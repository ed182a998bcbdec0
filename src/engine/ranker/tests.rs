use super::*;
use crate::config::{ConstraintConfig, RankerConfig};
use crate::domain::draft::{DateRange, StaffNote};
use crate::domain::shift::Shift;
use crate::domain::staff::StaffCandidate;
use crate::domain::types::{DraftOrigin, ShiftStatus};
use crate::engine::cancel::CancelSignal;
use crate::engine::error::EngineError;
use crate::engine::oracle::{OracleContext, OracleError, OracleStatus, OracleSuggestion, RankingOracle};
use crate::repository::SqliteScheduleStore;
use async_trait::async_trait;
use chrono::{NaiveDate, NaiveTime};
use rusqlite::Connection;
use std::collections::BTreeSet;
use std::sync::atomic::{AtomicUsize, Ordering};
use std::sync::{Arc, Mutex};
use std::time::Duration;

// ==========================================
// 测试辅助函数
// ==========================================

fn d(day: u32) -> NaiveDate {
    NaiveDate::from_ymd_opt(2026, 3, day).unwrap()
}

fn t(h: u32) -> NaiveTime {
    NaiveTime::from_hms_opt(h, 0, 0).unwrap()
}

fn week() -> DateRange {
    DateRange::new(d(2), d(8))
}

fn cook(id: &str, name: &str) -> StaffCandidate {
    let mut staff = StaffCandidate::new(id, name).with_skill("kitchen");
    staff.hourly_rate = 20.0;
    staff
}

fn kitchen_shift(id: &str, day: u32, need: u32) -> Shift {
    Shift::new(id, d(day), t(9), t(17), Some("kitchen".to_string()), need)
}

fn seeded_store(shifts: &[Shift], staff: &[StaffCandidate]) -> Arc<SqliteScheduleStore> {
    let store =
        SqliteScheduleStore::new(Arc::new(Mutex::new(Connection::open_in_memory().unwrap())))
            .unwrap();
    for shift in shifts {
        store.upsert_shift("B1", shift).unwrap();
    }
    for s in staff {
        store.upsert_staff("B1", s).unwrap();
    }
    Arc::new(store)
}

fn ranker(store: Arc<SqliteScheduleStore>) -> AssignmentRanker {
    AssignmentRanker::new(store, RankerConfig::default(), ConstraintConfig::default())
}

fn staff_on(outcome: &GenerationOutcome, shift_id: &str) -> BTreeSet<String> {
    outcome
        .draft
        .find_shift(shift_id)
        .unwrap()
        .active_assignments()
        .map(|a| a.staff_id.clone())
        .collect()
}

/// 固定偏好某员工的预言机
struct FavouriteOracle {
    favourite: Vec<String>,
}

#[async_trait]
impl RankingOracle for FavouriteOracle {
    async fn rank(
        &self,
        _shift: &Shift,
        _candidates: &[StaffCandidate],
        _context: &OracleContext,
    ) -> Result<Vec<OracleSuggestion>, OracleError> {
        Ok(self
            .favourite
            .iter()
            .map(|id| OracleSuggestion {
                staff_id: id.clone(),
                reasoning: Some("历史表现好".to_string()),
            })
            .collect())
    }
}

/// 超时的预言机
struct SlowOracle;

#[async_trait]
impl RankingOracle for SlowOracle {
    async fn rank(
        &self,
        _shift: &Shift,
        _candidates: &[StaffCandidate],
        _context: &OracleContext,
    ) -> Result<Vec<OracleSuggestion>, OracleError> {
        tokio::time::sleep(Duration::from_secs(5)).await;
        Ok(Vec::new())
    }
}

/// 始终失败并计数的预言机
#[derive(Default)]
struct BrokenOracle {
    calls: AtomicUsize,
}

#[async_trait]
impl RankingOracle for BrokenOracle {
    async fn rank(
        &self,
        _shift: &Shift,
        _candidates: &[StaffCandidate],
        _context: &OracleContext,
    ) -> Result<Vec<OracleSuggestion>, OracleError> {
        self.calls.fetch_add(1, Ordering::SeqCst);
        Err(OracleError::Unavailable("503".to_string()))
    }
}

/// 首次调用给出建议,之后一直失败的预言机
#[derive(Default)]
struct FlakyOracle {
    calls: AtomicUsize,
}

#[async_trait]
impl RankingOracle for FlakyOracle {
    async fn rank(
        &self,
        _shift: &Shift,
        _candidates: &[StaffCandidate],
        _context: &OracleContext,
    ) -> Result<Vec<OracleSuggestion>, OracleError> {
        if self.calls.fetch_add(1, Ordering::SeqCst) == 0 {
            Ok(vec![OracleSuggestion {
                staff_id: "st3".to_string(),
                reasoning: Some("历史表现好".to_string()),
            }])
        } else {
            Err(OracleError::Unavailable("503".to_string()))
        }
    }
}

// ==========================================
// 规则排序
// ==========================================

#[tokio::test]
async fn test_kitchen_shift_skips_staff_at_cap() {
    let mut capped = cook("st3", "Cid");
    capped.committed_hours = 40.0;
    let store = seeded_store(
        &[kitchen_shift("S1", 2, 2)],
        &[cook("st1", "Ann"), cook("st2", "Ben"), capped],
    );

    let outcome = ranker(store)
        .generate_draft(&GenerationRequest::new("B1", week()), &CancelSignal::new())
        .await
        .unwrap();

    let expected: BTreeSet<String> = ["st1", "st2"].iter().map(|s| s.to_string()).collect();
    assert_eq!(staff_on(&outcome, "S1"), expected);
    let shift = outcome.draft.find_shift("S1").unwrap();
    assert_eq!(shift.status, ShiftStatus::Filled);
    assert!(shift.is_modified);
    assert!(outcome.draft.overall_confidence >= 0.8);
    assert_eq!(outcome.draft.origin, DraftOrigin::Generated);
    assert!(!outcome.draft.ai_generated);
    assert_eq!(outcome.oracle_status, OracleStatus::NotConfigured);
    assert!(outcome.diagnostics.is_empty());
    assert!(shift.assignments.iter().all(|a| a.reasoning.is_some()));
}

#[tokio::test]
async fn test_insufficient_staff_is_not_fatal() {
    let bar_shift = Shift::new("S1", d(2), t(18), t(23), Some("bar".to_string()), 1);
    let store = seeded_store(
        &[bar_shift, kitchen_shift("S2", 3, 2)],
        &[cook("st1", "Ann")],
    );

    let outcome = ranker(store)
        .generate_draft(&GenerationRequest::new("B1", week()), &CancelSignal::new())
        .await
        .unwrap();

    let s1 = outcome.draft.find_shift("S1").unwrap();
    assert_eq!(s1.status, ShiftStatus::Open);
    assert!(s1.assignments.is_empty());
    assert_eq!(
        outcome.diagnostic_for("S1").unwrap().code,
        DiagnosticCode::InsufficientStaff
    );
    assert_eq!(
        outcome.diagnostic_for("S2").unwrap().code,
        DiagnosticCode::PartiallyStaffed
    );
    assert_eq!(
        outcome.draft.find_shift("S2").unwrap().status,
        ShiftStatus::Understaffed
    );
}

#[tokio::test]
async fn test_later_shift_sees_committed_load() {
    // 同时段两个班次,只有一名员工: 第二个班次因重叠无候选
    let a = kitchen_shift("S1", 2, 1);
    let b = kitchen_shift("S2", 2, 1);
    let store = seeded_store(&[a, b], &[cook("st1", "Ann")]);

    let outcome = ranker(store)
        .generate_draft(&GenerationRequest::new("B1", week()), &CancelSignal::new())
        .await
        .unwrap();

    assert_eq!(staff_on(&outcome, "S1").len(), 1);
    assert!(staff_on(&outcome, "S2").is_empty());
    assert_eq!(
        outcome.diagnostic_for("S2").unwrap().code,
        DiagnosticCode::InsufficientStaff
    );
}

#[tokio::test]
async fn test_staff_note_unavailable_date() {
    let store = seeded_store(
        &[kitchen_shift("S1", 2, 1)],
        &[cook("st1", "Ann"), cook("st2", "Ben")],
    );
    let mut request = GenerationRequest::new("B1", week());
    request.staff_notes.push(StaffNote {
        staff_id: "st1".to_string(),
        note: "家事".to_string(),
        unavailable_dates: vec![d(2)],
        preferred_weekdays: Vec::new(),
    });

    let outcome = ranker(store)
        .generate_draft(&request, &CancelSignal::new())
        .await
        .unwrap();

    assert_eq!(
        staff_on(&outcome, "S1"),
        ["st2".to_string()].into_iter().collect()
    );
}

// ==========================================
// 预言机合并与回退
// ==========================================

#[tokio::test]
async fn test_oracle_reorders_only_eligible_candidates() {
    let mut bartender = StaffCandidate::new("st9", "Zed").with_skill("bar");
    bartender.hourly_rate = 20.0;
    let store = seeded_store(
        &[kitchen_shift("S1", 2, 1)],
        &[cook("st1", "Ann"), cook("st2", "Ben"), bartender],
    );
    let oracle = Arc::new(FavouriteOracle {
        favourite: vec!["st9".to_string(), "st2".to_string()],
    });
    let config = RankerConfig {
        oracle_weight: 1.0,
        ..RankerConfig::default()
    };
    let ranker = AssignmentRanker::new(store, config, ConstraintConfig::default())
        .with_oracle(oracle);

    let outcome = ranker
        .generate_draft(&GenerationRequest::new("B1", week()), &CancelSignal::new())
        .await
        .unwrap();

    assert_eq!(
        staff_on(&outcome, "S1"),
        ["st2".to_string()].into_iter().collect()
    );
    assert!(outcome.draft.ai_generated);
    assert_eq!(outcome.oracle_status, OracleStatus::Succeeded { calls: 1 });
    let reasoning = outcome.draft.find_shift("S1").unwrap().assignments[0]
        .reasoning
        .clone()
        .unwrap();
    assert!(reasoning.contains("历史表现好"));
}

#[tokio::test]
async fn test_oracle_timeout_falls_back_to_rules() {
    let shifts = [kitchen_shift("S1", 2, 2), kitchen_shift("S2", 3, 1)];
    let staff = [cook("st1", "Ann"), cook("st2", "Ben"), cook("st3", "Cid")];
    let config = RankerConfig {
        oracle_timeout_ms: 50,
        ..RankerConfig::default()
    };

    let rule_only = AssignmentRanker::new(
        seeded_store(&shifts, &staff),
        config.clone(),
        ConstraintConfig::default(),
    )
    .generate_draft(&GenerationRequest::new("B1", week()), &CancelSignal::new())
    .await
    .unwrap();

    let with_oracle = AssignmentRanker::new(
        seeded_store(&shifts, &staff),
        config,
        ConstraintConfig::default(),
    )
    .with_oracle(Arc::new(SlowOracle))
    .generate_draft(&GenerationRequest::new("B1", week()), &CancelSignal::new())
    .await
    .unwrap();

    assert!(!with_oracle.draft.ai_generated);
    assert!(matches!(with_oracle.oracle_status, OracleStatus::FellBack { .. }));
    for id in ["S1", "S2"] {
        assert_eq!(staff_on(&with_oracle, id), staff_on(&rule_only, id));
        assert_eq!(
            with_oracle.draft.find_shift(id).unwrap().status,
            ShiftStatus::Filled
        );
    }
}

#[tokio::test]
async fn test_oracle_disabled_after_first_failure() {
    let store = seeded_store(
        &[kitchen_shift("S1", 2, 1), kitchen_shift("S2", 3, 1), kitchen_shift("S3", 4, 1)],
        &[cook("st1", "Ann"), cook("st2", "Ben")],
    );
    let oracle = Arc::new(BrokenOracle::default());
    let ranker = ranker(store).with_oracle(oracle.clone());

    let outcome = ranker
        .generate_draft(&GenerationRequest::new("B1", week()), &CancelSignal::new())
        .await
        .unwrap();

    assert_eq!(oracle.calls.load(Ordering::SeqCst), 1);
    assert!(!outcome.draft.ai_generated);
    assert!(outcome
        .draft
        .shifts
        .iter()
        .all(|s| s.status == ShiftStatus::Filled));
}

#[tokio::test]
async fn test_oracle_failure_midway_discards_earlier_oracle_picks() {
    let shifts = [
        kitchen_shift("S1", 2, 1),
        kitchen_shift("S2", 3, 1),
        kitchen_shift("S3", 4, 1),
    ];
    let mut pricey = cook("st3", "Cid");
    pricey.hourly_rate = 30.0;
    let staff = [cook("st1", "Ann"), cook("st2", "Ben"), pricey];
    let config = RankerConfig {
        oracle_weight: 1.0,
        ..RankerConfig::default()
    };

    let rule_only = AssignmentRanker::new(
        seeded_store(&shifts, &staff),
        config.clone(),
        ConstraintConfig::default(),
    )
    .generate_draft(&GenerationRequest::new("B1", week()), &CancelSignal::new())
    .await
    .unwrap();

    let flaky = AssignmentRanker::new(
        seeded_store(&shifts, &staff),
        config,
        ConstraintConfig::default(),
    )
    .with_oracle(Arc::new(FlakyOracle::default()))
    .generate_draft(&GenerationRequest::new("B1", week()), &CancelSignal::new())
    .await
    .unwrap();

    assert!(!flaky.draft.ai_generated);
    assert!(matches!(flaky.oracle_status, OracleStatus::FellBack { .. }));
    for id in ["S1", "S2", "S3"] {
        assert_eq!(staff_on(&flaky, id), staff_on(&rule_only, id));
    }
    assert!(flaky
        .draft
        .shifts
        .iter()
        .flat_map(|s| s.assignments.iter())
        .all(|a| !a.reasoning.as_deref().unwrap_or("").contains("历史表现好")));
}

#[tokio::test]
async fn test_oracle_never_consulted_is_not_ai_assisted() {
    // 没有任何候选满足技能要求,预言机不会被调用
    let mut bartender = StaffCandidate::new("st9", "Zed").with_skill("bar");
    bartender.hourly_rate = 20.0;
    let store = seeded_store(&[kitchen_shift("S1", 2, 1)], &[bartender]);
    let ranker = ranker(store).with_oracle(Arc::new(FavouriteOracle {
        favourite: vec!["st9".to_string()],
    }));

    let outcome = ranker
        .generate_draft(&GenerationRequest::new("B1", week()), &CancelSignal::new())
        .await
        .unwrap();

    assert_eq!(outcome.oracle_status, OracleStatus::Succeeded { calls: 0 });
    assert!(!outcome.draft.ai_generated);
    assert_eq!(outcome.diagnostics.len(), 1);
}

// ==========================================
// 取消
// ==========================================

#[tokio::test]
async fn test_cancel_before_start() {
    let store = seeded_store(&[kitchen_shift("S1", 2, 1)], &[cook("st1", "Ann")]);
    let cancel = CancelSignal::new();
    cancel.cancel();

    let err = ranker(store)
        .generate_draft(&GenerationRequest::new("B1", week()), &cancel)
        .await
        .unwrap_err();
    assert!(matches!(err, EngineError::Cancelled));
}

#[tokio::test]
async fn test_cancel_during_oracle_call() {
    let store = seeded_store(&[kitchen_shift("S1", 2, 1)], &[cook("st1", "Ann")]);
    let ranker = ranker(store).with_oracle(Arc::new(SlowOracle));
    let cancel = CancelSignal::new();

    let trigger = cancel.clone();
    tokio::spawn(async move {
        tokio::time::sleep(Duration::from_millis(30)).await;
        trigger.cancel();
    });

    let err = tokio::time::timeout(
        Duration::from_secs(2),
        ranker.generate_draft(&GenerationRequest::new("B1", week()), &cancel),
    )
    .await
    .unwrap()
    .unwrap_err();
    assert!(matches!(err, EngineError::Cancelled));
}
__________________________________________________
Restate the listing word for word, but only from its first line through the line with "fn cook(id: &str, name: &str)", keeping both end lines.

repository ed182a998bcbdec0
filename src/engine/ranker/tests.rs
use super::*;
use crate::config::{ConstraintConfig, RankerConfig};
use crate::domain::draft::{DateRange, StaffNote};
use crate::domain::shift::Shift;
use crate::domain::staff::StaffCandidate;
use crate::domain::types::{DraftOrigin, ShiftStatus};
use crate::engine::cancel::CancelSignal;
use crate::engine::error::EngineError;
use crate::engine::oracle::{OracleContext, OracleError, OracleStatus, OracleSuggestion, RankingOracle};
use crate::repository::SqliteScheduleStore;
use async_trait::async_trait;
use chrono::{NaiveDate, NaiveTime};
use rusqlite::Connection;
use std::collections::BTreeSet;
use std::sync::atomic::{AtomicUsize, Ordering};
use std::sync::{Arc, Mutex};
use std::time::Duration;

// ==========================================
// 测试辅助函数
// ==========================================

fn d(day: u32) -> NaiveDate {
    NaiveDate::from_ymd_opt(2026, 3, day).unwrap()
}

fn t(h: u32) -> NaiveTime {
    NaiveTime::from_hms_opt(h, 0, 0).unwrap()
}

fn week() -> DateRange {
    DateRange::new(d(2), d(8))
}

fn cook(id: &str, name: &str) -> StaffCandidate {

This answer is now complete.